Our office will provide a detailed quote on request.

What are the most common insurers we work with?

These are AVIVA, AXA, BUPA, CIGNA, CS Healthcare, Exeter Family Friendly, Police Healthcare Scheme, Vitality Health and WPA.

Common Questions

What are the risks of hip/ knee replacement

The most common complications of hip replacement are infection, in less than 1% of patients, dislocation in up to 3% of cases, and deep vein thrombosis (DVT) and pulmonary embolism (PE) that occur in 0.6% to 3% of patients.

 

The most frequent complications of knee replacement are infection of the joint, which occurs in 1% of patients, deep vein thrombosis that occurs in up to 15% of patients and is symptomatic in 2–3% and pulmonary embolism that occurs in 0.6% to 3% of patients.

 

The risk of these complications occurring is influenced by a variety of factors such as age, weight, co-morbidities or complexity and duration of the operation.

 

During the consultation I shall take the time to talk to you about these complications and to inform you about the measures I intend to take to minimize the risk of these occurring.

What do I do if I am concerned about the appearance of my wound

Your first port of call should be the ward or the outpatient department at the hospital where you had your surgery where an experienced nurse will assess you and your wound and, if necessary, will get in touch with me.

 

Unless you develop high fever, above 38° C, it is very important that you avoid taking any antibiotics before we have had the opportunity to check your bloods and sometimes aspirate the joint in order to confirm a diagnosis of infection.

 

Many surgical wounds will look inflamed for a few weeks after the operation was performed. 

How long will I stay in hospital after my operation

You are expected to spend between 1 and 3 nights in hospital after a primary hip or knee replacement. You are likely to stay a bit longer if you have both hips or knees done at the same time or if you undergo revision surgery.
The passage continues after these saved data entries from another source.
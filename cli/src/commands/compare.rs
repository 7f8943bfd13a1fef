use std::cmp::Ordering;

use ipvx_core::IpAddress;

use crate::terminal::print;

pub fn compare(a: &IpAddress, b: &IpAddress) {
    let symbol = match a.cmp(b) {
        Ordering::Less => "<",
        Ordering::Equal => "=",
        Ordering::Greater => ">",
    };
    print::plain(format!("{a} {symbol} {b}"));
}
use colored::*;

use crate::config::Config;

pub const TOTAL_WIDTH: usize = 64;
pub const KEY_WIDTH: usize = 8;

pub fn initialize(cfg: &Config) {
    if cfg.no_color {
        colored::control::set_override(false);
    }
}

/// Prints a result line to stdout, uncoloured so it can be piped.
pub fn plain<T: AsRef<str>>(msg: T) {
    println!("{}", msg.as_ref());
}

/// Prints a section header to stderr.
pub fn header(msg: &str, q_level: u8) {
    if q_level > 0 {
        return;
    }
    eprintln!("{}", header_line(msg));
}

fn header_line(msg: &str) -> String {
    let formatted: String = format!("⟦ {} ⟧", msg);
    let msg_len: usize = formatted.chars().count();

    let dash_count: usize = TOTAL_WIDTH.saturating_sub(msg_len);
    let left: usize = dash_count / 2;
    let right: usize = dash_count - left;

    format!(
        "{}{}{}",
        "─".repeat(left),
        formatted.to_uppercase().bright_green(),
        "─".repeat(right)
    )
    .bright_black()
    .to_string()
}

pub fn aligned_line<V: AsRef<str>>(key: &str, value: V) {
    let dots: String = ".".repeat((KEY_WIDTH + 1).saturating_sub(key.chars().count()));
    let colon: String = format!("{}{}", dots.bright_black(), ":".bright_black());
    print_status(format!("{}{} {}", key.cyan(), colon, value.as_ref()));
}

pub fn print_status<T: AsRef<str>>(msg: T) {
    let prefix: ColoredString = ">".bright_black();
    println!("{} {}", prefix, msg.as_ref());
}

/// Prints a closing summary to stderr.
pub fn summary(msg: &str, q_level: u8) {
    if q_level > 0 {
        return;
    }
    let sep: ColoredString = "═".repeat(TOTAL_WIDTH).bright_black();
    eprintln!("{}", sep);
    eprintln!("{} {}", ">".bright_black(), msg.green());
}

// ╔════════════════════════════════════════════╗
// ║ ████████╗███████╗███████╗████████╗███████╗ ║
// ║ ╚══██╔══╝██╔════╝██╔════╝╚══██╔══╝██╔════╝ ║
// ║    ██║   █████╗  ███████╗   ██║   ███████╗ ║
// ║    ██║   ██╔══╝  ╚════██║   ██║   ╚════██║ ║
// ║    ██║   ███████╗███████║   ██║   ███████║ ║
// ║    ╚═╝   ╚══════╝╚══════╝   ╚═╝   ╚══════╝ ║
// ╚════════════════════════════════════════════╝
use colored::*;
use tracing::{Event, Level, Subscriber};
use tracing_subscriber::EnvFilter;
use tracing_subscriber::fmt::FormatEvent;
use tracing_subscriber::fmt::format::{self, Writer};
use tracing_subscriber::prelude::*;
use tracing_subscriber::registry::LookupSpan;

use crate::config::Config;

/// One-line diagnostics: a coloured status symbol, the emitting module at
/// debug and trace level, then the event fields.
pub struct IpvxFormatter;

fn status_symbol(level: Level) -> ColoredString {
    match level {
        Level::TRACE => "[ ]".dimmed(),
        Level::DEBUG => "[?]".blue(),
        Level::INFO => "[+]".green().bold(),
        Level::WARN => "[*]".yellow().bold(),
        Level::ERROR => "[-]".red().bold(),
    }
}

impl<S, N> FormatEvent<S, N> for IpvxFormatter
where
    S: Subscriber + for<'a> LookupSpan<'a>,
    N: for<'a> format::FormatFields<'a> + 'static,
{
    fn format_event(
        &self,
        ctx: &tracing_subscriber::fmt::FmtContext<'_, S, N>,
        mut writer: Writer<'_>,
        event: &Event<'_>,
    ) -> std::fmt::Result {
        let meta = event.metadata();
        let level = *meta.level();

        write!(writer, "{} ", status_symbol(level))?;
        if level >= Level::DEBUG {
            write!(writer, "{} ", meta.target().dimmed())?;
        }

        ctx.field_format().format_fields(writer.by_ref(), event)?;
        writeln!(writer)
    }
}

/// Installs the global subscriber, writing diagnostics to stderr.
///
/// `RUST_LOG` takes precedence over `-v` unless `-qq` was given.
pub fn init_logging(cfg: &Config) {
    let directive = cfg.log_directive();
    let filter = if cfg.quiet > 1 {
        EnvFilter::new(directive)
    } else {
        EnvFilter::try_from_default_env().unwrap_or_else(|_| EnvFilter::new(directive))
    };

    let layer = tracing_subscriber::fmt::layer()
        .event_format(IpvxFormatter)
        .with_writer(std::io::stderr);

    tracing_subscriber::registry().with(filter).with(layer).init();
}

// ╔════════════════════════════════════════════╗
// ║ ████████╗███████╗███████╗████████╗███████╗ ║
// ║ ╚══██╔══╝██╔════╝██╔════╝╚══██╔══╝██╔════╝ ║
// ║    ██║   █████╗  ███████╗   ██║   ███████╗ ║
// ║    ██║   ██╔══╝  ╚════██║   ██║   ╚════██║ ║
// ║    ██║   ███████╗███████║   ██║   ███████║ ║
// ║    ╚═╝   ╚══════╝╚══════╝   ╚═╝   ╚══════╝ ║
// ╚════════════════════════════════════════════╝
//! # Address Façade
//!
//! [`IpAddress`] is the closed union of the two families. Parsing tries IPv4
//! first and falls back to IPv6; ordering puts every IPv4 address before
//! every IPv6 address.

pub mod v4;
pub mod v6;

use std::cmp::Ordering;
use std::fmt;
use std::net::IpAddr;
use std::str::FromStr;

use crate::error::{ParseError, RangeError};
use crate::mask::Fill;
use crate::ordinal;
use crate::range::IpRange;

use v4::Ipv4;
use v6::Ipv6;

/// Address family.
#[derive(Debug, Clone, Copy, PartialEq, Eq, Hash, PartialOrd, Ord)]
pub enum Version {
    V4,
    V6,
}

impl Version {
    /// `4` or `6`.
    pub fn number(self) -> u8 {
        match self {
            Version::V4 => 4,
            Version::V6 => 6,
        }
    }

    /// Address width in bits.
    pub fn bits(self) -> u32 {
        match self {
            Version::V4 => Ipv4::BITS,
            Version::V6 => Ipv6::BITS,
        }
    }
}

impl fmt::Display for Version {
    fn fmt(&self, f: &mut fmt::Formatter<'_>) -> fmt::Result {
        write!(f, "{}", self.number())
    }
}

/// An IPv4 or IPv6 address.
#[derive(Debug, Clone, PartialEq, Eq, Hash)]
pub enum IpAddress {
    V4(Ipv4),
    V6(Ipv6),
}

impl IpAddress {
    /// Parses either family. See [`parse_ip`].
    pub fn parse(text: &str) -> Option<Self> {
        parse_ip(text)
    }

    pub fn version(&self) -> Version {
        match self {
            IpAddress::V4(_) => Version::V4,
            IpAddress::V6(_) => Version::V6,
        }
    }

    pub fn is_ipv4(&self) -> bool {
        matches!(self, IpAddress::V4(_))
    }

    pub fn is_ipv6(&self) -> bool {
        matches!(self, IpAddress::V6(_))
    }

    /// The address as an unsigned integer.
    pub fn to_u128(&self) -> u128 {
        match self {
            IpAddress::V4(addr) => u128::from(addr.to_u32()),
            IpAddress::V6(addr) => addr.to_u128(),
        }
    }

    /// Canonical text form.
    pub fn as_str(&self) -> &str {
        match self {
            IpAddress::V4(addr) => addr.as_str(),
            IpAddress::V6(addr) => addr.as_str(),
        }
    }

    pub fn mask(&self, bits: u32, fill: Fill) -> Self {
        match self {
            IpAddress::V4(addr) => IpAddress::V4(addr.mask(bits, fill)),
            IpAddress::V6(addr) => IpAddress::V6(addr.mask(bits, fill)),
        }
    }

    pub fn cidr(&self, prefix: u32) -> Result<IpRange, RangeError> {
        IpRange::cidr(self, prefix)
    }

    /// The next address of the same family, `None` at the maximum.
    pub fn successor(&self) -> Option<Self> {
        match self {
            IpAddress::V4(addr) => addr.successor().map(IpAddress::V4),
            IpAddress::V6(addr) => addr.successor().map(IpAddress::V6),
        }
    }

    /// The previous address of the same family, `None` at the minimum.
    pub fn predecessor(&self) -> Option<Self> {
        match self {
            IpAddress::V4(addr) => addr.predecessor().map(IpAddress::V4),
            IpAddress::V6(addr) => addr.predecessor().map(IpAddress::V6),
        }
    }
}

/// Parses an IPv4 literal, or failing that an IPv6 literal.
pub fn parse_ip(text: &str) -> Option<IpAddress> {
    v4::parse_ipv4(text)
        .map(IpAddress::V4)
        .or_else(|| v6::parse_ipv6(text).map(IpAddress::V6))
}

/// Canonical text of an address.
pub fn format_address(addr: &IpAddress) -> &str {
    addr.as_str()
}

/// Three-way comparison as `-1`, `0` or `1`.
pub fn compare_address(a: &IpAddress, b: &IpAddress) -> i8 {
    ordinal::to_sign(a.cmp(b))
}

impl PartialOrd for IpAddress {
    fn partial_cmp(&self, other: &Self) -> Option<Ordering> {
        Some(self.cmp(other))
    }
}

impl Ord for IpAddress {
    fn cmp(&self, other: &Self) -> Ordering {
        match (self, other) {
            (IpAddress::V4(a), IpAddress::V4(b)) => a.cmp(b),
            (IpAddress::V6(a), IpAddress::V6(b)) => a.cmp(b),
            (IpAddress::V4(_), IpAddress::V6(_)) => Ordering::Less,
            (IpAddress::V6(_), IpAddress::V4(_)) => Ordering::Greater,
        }
    }
}

impl From<Ipv4> for IpAddress {
    fn from(addr: Ipv4) -> Self {
        IpAddress::V4(addr)
    }
}

impl From<Ipv6> for IpAddress {
    fn from(addr: Ipv6) -> Self {
        IpAddress::V6(addr)
    }
}

impl From<IpAddr> for IpAddress {
    fn from(addr: IpAddr) -> Self {
        match addr {
            IpAddr::V4(v4) => IpAddress::V4(v4.into()),
            IpAddr::V6(v6) => IpAddress::V6(v6.into()),
        }
    }
}

impl From<&IpAddress> for IpAddr {
    fn from(addr: &IpAddress) -> Self {
        match addr {
            IpAddress::V4(v4) => IpAddr::V4(v4.into()),
            IpAddress::V6(v6) => IpAddr::V6(v6.into()),
        }
    }
}

impl From<IpAddress> for IpAddr {
    fn from(addr: IpAddress) -> Self {
        IpAddr::from(&addr)
    }
}

impl FromStr for IpAddress {
    type Err = ParseError;

    fn from_str(s: &str) -> Result<Self, Self::Err> {
        parse_ip(s).ok_or_else(|| ParseError::InvalidIp(s.to_string()))
    }
}

impl fmt::Display for IpAddress {
    fn fmt(&self, f: &mut fmt::Formatter<'_>) -> fmt::Result {
        f.write_str(self.as_str())
    }
}

// ╔════════════════════════════════════════════╗
// ║ ████████╗███████╗███████╗████████╗███████╗ ║
// ║ ╚══██╔══╝██╔════╝██╔════╝╚══██╔══╝██╔════╝ ║
// ║    ██║   █████╗  ███████╗   ██║   ███████╗ ║
// ║    ██║   ██╔══╝  ╚════██║   ██║   ╚════██║ ║
// ║    ██║   ███████╗███████║   ██║   ███████║ ║
// ║    ╚═╝   ╚══════╝╚══════╝   ╚═╝   ╚══════╝ ║
// ╚════════════════════════════════════════════╝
When shall I be able to get back on my feet

We aim to get you back on your feet on the same day of your operation. This has many advantages not only psychological but also reduces the risk of some of the most serious postoperative complications such as DVT and PE.

When shall I be able to drive my car

The expectation is that you’ll be able to drive your car at between 4 and 6 weeks after your operation. This will depend on several factors such as the speed of your recovery, whether you drive an automatic car or what side hip or knee did I replace. The final test you need to clear, that you should practice on a stationary car, is whether you can perform an emergency brake. If in doubt and I was not available, you should check with your physiotherapist.

When shall I be able to return to work

If you are in a physical job requiring standing, walking, climbing stairs, bending and/ or squatting, you should take 3 months off work.
In most cases, you should be able to go back to office jobs as soon as you can drive your car to and from work.

How soon can I fly

You should wait for a minimum of 6 weeks after your operation before you travel by plane. Matters such as the duration of the flight, the leg room available and your co-morbidities are relevant issues to discuss with me or with your GP before you get your tickets.

Will I ever be able to return to playing sports and games

The simple answer is YES for most sports. I expect that after a successful operation, whether it is a hip or a knee, you will be able to go back to jogging, cycling, swimming, tennis and even return to more technically demanding sports such as skiing, provided you were a competent skier before your surgery.

What are the most common insurers we work with?

These are AVIVA, AXA, BUPA, CIGNA, CS Healthcare, Exeter Family Friendly, Police Healthcare Scheme, Vitality Health and WPA.